Activity ▸ Compute how many lines in the entries below include the string "Resolution". Only the number is wanted.

Data supplied ▸
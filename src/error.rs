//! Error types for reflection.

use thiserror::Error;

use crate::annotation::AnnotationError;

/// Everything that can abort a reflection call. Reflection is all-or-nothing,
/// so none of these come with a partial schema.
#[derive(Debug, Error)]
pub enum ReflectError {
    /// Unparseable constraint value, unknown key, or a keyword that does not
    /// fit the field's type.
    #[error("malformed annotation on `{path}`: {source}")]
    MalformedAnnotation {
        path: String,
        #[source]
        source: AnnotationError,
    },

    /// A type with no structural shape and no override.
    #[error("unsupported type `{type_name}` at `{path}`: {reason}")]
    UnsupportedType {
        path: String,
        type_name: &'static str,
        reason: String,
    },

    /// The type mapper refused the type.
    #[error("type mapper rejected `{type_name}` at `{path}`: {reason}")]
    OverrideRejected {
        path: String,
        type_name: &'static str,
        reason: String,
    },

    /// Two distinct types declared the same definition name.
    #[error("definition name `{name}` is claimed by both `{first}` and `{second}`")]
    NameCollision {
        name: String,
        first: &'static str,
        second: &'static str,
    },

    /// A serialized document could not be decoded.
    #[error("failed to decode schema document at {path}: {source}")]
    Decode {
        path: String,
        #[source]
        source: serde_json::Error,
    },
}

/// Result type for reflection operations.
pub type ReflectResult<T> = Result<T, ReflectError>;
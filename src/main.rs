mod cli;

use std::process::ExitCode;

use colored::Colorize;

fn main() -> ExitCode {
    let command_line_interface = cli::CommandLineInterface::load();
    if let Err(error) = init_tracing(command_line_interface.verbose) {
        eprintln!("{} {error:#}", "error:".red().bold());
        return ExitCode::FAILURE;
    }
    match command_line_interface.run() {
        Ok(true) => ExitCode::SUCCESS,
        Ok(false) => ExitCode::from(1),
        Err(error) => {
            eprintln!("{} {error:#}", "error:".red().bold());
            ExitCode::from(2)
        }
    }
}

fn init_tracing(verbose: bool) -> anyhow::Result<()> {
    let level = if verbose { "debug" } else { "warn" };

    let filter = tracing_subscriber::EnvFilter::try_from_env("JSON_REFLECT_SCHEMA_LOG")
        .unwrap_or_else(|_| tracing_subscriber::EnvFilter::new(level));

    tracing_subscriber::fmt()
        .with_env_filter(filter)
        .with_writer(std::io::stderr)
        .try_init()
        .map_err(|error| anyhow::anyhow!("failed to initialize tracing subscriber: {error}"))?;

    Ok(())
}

...

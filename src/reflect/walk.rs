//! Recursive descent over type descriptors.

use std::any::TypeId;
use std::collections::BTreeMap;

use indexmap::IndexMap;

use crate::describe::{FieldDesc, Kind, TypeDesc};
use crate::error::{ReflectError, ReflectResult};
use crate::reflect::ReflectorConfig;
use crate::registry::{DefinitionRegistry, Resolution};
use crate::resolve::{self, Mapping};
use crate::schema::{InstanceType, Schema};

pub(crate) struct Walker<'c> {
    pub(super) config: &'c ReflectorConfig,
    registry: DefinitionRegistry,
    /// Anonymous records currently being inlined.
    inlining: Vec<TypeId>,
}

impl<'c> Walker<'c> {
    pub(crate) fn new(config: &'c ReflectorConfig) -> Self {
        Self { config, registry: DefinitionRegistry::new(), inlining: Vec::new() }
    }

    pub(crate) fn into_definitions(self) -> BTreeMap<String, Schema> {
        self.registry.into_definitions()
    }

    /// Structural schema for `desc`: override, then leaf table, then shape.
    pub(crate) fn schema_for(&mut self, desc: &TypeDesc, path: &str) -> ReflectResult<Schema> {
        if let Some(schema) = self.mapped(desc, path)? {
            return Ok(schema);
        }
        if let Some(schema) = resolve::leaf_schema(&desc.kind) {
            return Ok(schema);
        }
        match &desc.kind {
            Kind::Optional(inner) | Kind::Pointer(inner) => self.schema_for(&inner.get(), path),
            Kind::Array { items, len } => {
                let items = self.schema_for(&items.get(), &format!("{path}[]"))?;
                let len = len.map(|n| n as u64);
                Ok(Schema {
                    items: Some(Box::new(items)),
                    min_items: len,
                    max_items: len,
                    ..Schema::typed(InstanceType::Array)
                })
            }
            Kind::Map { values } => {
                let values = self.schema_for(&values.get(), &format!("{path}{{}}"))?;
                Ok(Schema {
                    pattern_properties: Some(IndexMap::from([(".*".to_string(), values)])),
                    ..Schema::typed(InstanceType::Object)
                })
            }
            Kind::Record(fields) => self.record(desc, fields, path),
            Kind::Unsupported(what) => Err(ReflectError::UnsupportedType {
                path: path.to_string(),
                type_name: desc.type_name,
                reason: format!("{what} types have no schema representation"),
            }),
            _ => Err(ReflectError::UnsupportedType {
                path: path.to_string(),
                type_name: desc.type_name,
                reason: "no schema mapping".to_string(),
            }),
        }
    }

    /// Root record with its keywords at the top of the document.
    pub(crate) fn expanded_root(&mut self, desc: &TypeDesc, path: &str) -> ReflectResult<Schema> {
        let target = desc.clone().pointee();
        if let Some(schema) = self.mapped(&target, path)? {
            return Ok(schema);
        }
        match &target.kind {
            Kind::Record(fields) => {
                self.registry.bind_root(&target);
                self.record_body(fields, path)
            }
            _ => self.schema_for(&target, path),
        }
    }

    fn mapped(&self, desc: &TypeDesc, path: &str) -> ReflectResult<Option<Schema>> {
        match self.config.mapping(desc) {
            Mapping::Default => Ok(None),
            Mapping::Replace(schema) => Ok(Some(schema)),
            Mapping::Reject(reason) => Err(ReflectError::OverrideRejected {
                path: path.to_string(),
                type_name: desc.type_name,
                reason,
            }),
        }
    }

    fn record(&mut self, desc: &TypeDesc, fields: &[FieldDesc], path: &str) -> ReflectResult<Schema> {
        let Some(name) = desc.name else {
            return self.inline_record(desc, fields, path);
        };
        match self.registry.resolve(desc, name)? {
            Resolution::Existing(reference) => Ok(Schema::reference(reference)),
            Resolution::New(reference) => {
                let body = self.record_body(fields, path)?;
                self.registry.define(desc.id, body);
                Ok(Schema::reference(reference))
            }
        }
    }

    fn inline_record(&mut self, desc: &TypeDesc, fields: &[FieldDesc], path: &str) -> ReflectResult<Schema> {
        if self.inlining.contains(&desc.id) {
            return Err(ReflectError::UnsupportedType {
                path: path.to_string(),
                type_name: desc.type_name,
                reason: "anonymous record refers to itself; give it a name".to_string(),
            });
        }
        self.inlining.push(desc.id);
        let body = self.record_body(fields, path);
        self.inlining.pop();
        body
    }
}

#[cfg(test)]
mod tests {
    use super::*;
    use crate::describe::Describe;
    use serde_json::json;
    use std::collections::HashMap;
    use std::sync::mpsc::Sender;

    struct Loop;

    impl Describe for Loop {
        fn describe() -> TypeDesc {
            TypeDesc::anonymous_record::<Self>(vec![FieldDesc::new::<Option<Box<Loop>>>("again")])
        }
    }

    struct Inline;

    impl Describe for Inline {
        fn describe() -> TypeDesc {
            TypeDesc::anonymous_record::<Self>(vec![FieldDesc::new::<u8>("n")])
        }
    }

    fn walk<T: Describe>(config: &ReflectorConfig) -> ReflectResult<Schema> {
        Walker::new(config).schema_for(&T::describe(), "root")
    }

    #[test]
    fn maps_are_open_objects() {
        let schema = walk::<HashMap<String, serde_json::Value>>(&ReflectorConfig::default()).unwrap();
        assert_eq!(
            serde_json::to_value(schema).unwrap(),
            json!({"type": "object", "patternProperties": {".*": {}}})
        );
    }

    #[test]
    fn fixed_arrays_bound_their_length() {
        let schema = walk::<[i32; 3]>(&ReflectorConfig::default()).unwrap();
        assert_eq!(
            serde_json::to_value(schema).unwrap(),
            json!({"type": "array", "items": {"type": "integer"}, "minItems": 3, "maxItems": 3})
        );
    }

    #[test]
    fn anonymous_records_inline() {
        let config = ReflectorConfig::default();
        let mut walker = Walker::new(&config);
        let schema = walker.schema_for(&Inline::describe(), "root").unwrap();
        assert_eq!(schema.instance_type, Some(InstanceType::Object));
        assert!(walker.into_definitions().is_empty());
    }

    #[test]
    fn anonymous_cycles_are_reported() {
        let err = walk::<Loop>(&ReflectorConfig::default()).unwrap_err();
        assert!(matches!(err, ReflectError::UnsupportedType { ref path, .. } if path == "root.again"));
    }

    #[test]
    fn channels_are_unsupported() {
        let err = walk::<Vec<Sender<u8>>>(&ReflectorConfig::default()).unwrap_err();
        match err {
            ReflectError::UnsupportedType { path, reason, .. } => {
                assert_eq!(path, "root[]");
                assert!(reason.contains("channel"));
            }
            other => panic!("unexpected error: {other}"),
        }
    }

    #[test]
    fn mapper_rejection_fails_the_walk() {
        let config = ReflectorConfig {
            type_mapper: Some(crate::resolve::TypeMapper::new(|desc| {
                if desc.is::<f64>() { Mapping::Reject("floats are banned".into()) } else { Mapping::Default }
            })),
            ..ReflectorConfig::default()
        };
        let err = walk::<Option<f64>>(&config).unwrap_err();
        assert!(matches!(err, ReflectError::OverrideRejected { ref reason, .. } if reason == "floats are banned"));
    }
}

Answer to the problem ▸ 3